It is April, the month of becoming. After a windy, grey winter, Dublin is awash with colour. The tentative daffodils, bringing the first promise of Spring, have been joined by bright red tulips and grape hyacinths of vivid blue. Silver birches are sprouting the smallest, greenest leaves, and cherry trees droop under boughs heavy with blossom. These tender petals range from the palest, creamy white to bold and blousy pink, and contrast with the dark bark. Likewise, the apple blossom is opening; deep fuchsia buds unfurl to reveal a few smudged-pink petals and bright yellow stamens. The bees busy themselves, collecting pollen on their downy underbellies.
Shades of yellow seem to dominate the landscape in this early stage of Spring. Bright yellow flowers emerge, confetti-like, on the spiky gorse. These hardy shrubs bloom throughout the year, but after the muted shades of winter, the lemony hues are particularly warm and welcome. The flowers smell of coconut – a surprise for the unsuspecting walker. Elsewhere, the yellow can be found on the variegated leaves of vinca or periwinkle, creeping easily across borders with starry flowers of purple or white. Heavy-headed cowslips, too, are often found in front gardens or mixed in with the daffs and tulips on roadsides. Pale, buttery primroses push up in unsuspecting places, and their garish cousins are a favourite for filling tubs or lining pathways. Forsythia, broom, buttercups… the list goes on.
The trees, our gentle giants, are slower to show their shades. The leaves of the horse chestnut are fragile, hanging limply groundward. Beech trees offer dainty, crinkled foliage in the brightest lime green, or dusky pink in the case of the copper beech. The colour transformation that these trees undergo over the course of the year is wonderful and awesome in the most literal sense. And one of the most stunning trees at this time of year has be the magnolia. Their unassuming, velvety buds belie the beauty within. Elegant petals in pinks and whites adorn the branches and open to reveal a sturdy stamen, which seems representative of the tree’s hardier-than-we-look character.
Spring is my favourite season, and this is my first in Dublin. The lockdown restrictions mean that we can only venture 2km from home for exercise, but this has made me more creative with my run routes. The weather since the restrictions were put in place has been fair – mostly dry, sometimes cloudy, but increasingly mild and sunny. As a result, Spring seems to have come on leaps and bounds in a few short weeks, and every day it feels like new things have emerged since I was last out. I feel so grateful for the weather and to live somewhere so beautiful, where Spring has space to unfold. And while I tend to think of myself as someone who notices nature, and takes a huge amount of joy from small beauties, having a little more time means that I am noticing more.
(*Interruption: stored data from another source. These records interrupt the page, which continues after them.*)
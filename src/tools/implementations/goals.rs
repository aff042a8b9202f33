// ABOUTME: Goal management tools for setting and tracking fitness goals.
// ABOUTME: Implements set_goal, track_progress, suggest_goals, analyze_goal_feasibility.
//
// SPDX-License-Identifier: MIT OR Apache-2.0
// Copyright (c) 2025 Pierre Fitness Intelligence

//! # Goal Management Tools
//!
//! This module will contain tools for goal management:
//! - `set_goal` - Create a new fitness goal
//! - `track_progress` - Track progress toward goals
//! - `suggest_goals` - AI-powered goal suggestions
//! - `analyze_goal_feasibility` - Assess goal achievability
//!
//! Implementation will be added in Phase 5.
This week I found bluebells, which seems early. My first alma mater was set in glorious woodland and the bluebells gave me hours of pleasure in late April and early May. But perhaps the bluebells open in Dublin before they do at home. And just this morning I stumbled upon a patch of forget-me-nots, which transported me back home to my parents’ garden, which is full of forget-me-nots, bluebells, and other flowers that I collect for posies come Spring. While I wouldn’t trade my Dublin-home for my Shire-home during the pandemic, I do miss the garden. But having such a wealth of flora on my doorstep definitely keeps the spirits lifted. I am eager to watch the season progress and blend into summer, when hopefully we shall be safe and free to enjoy nature’s gifts with others. Until then, I wish you all good health and happiness. Be kind to yourselves and others; in the words of Sinéad Gleeson, be the goodness.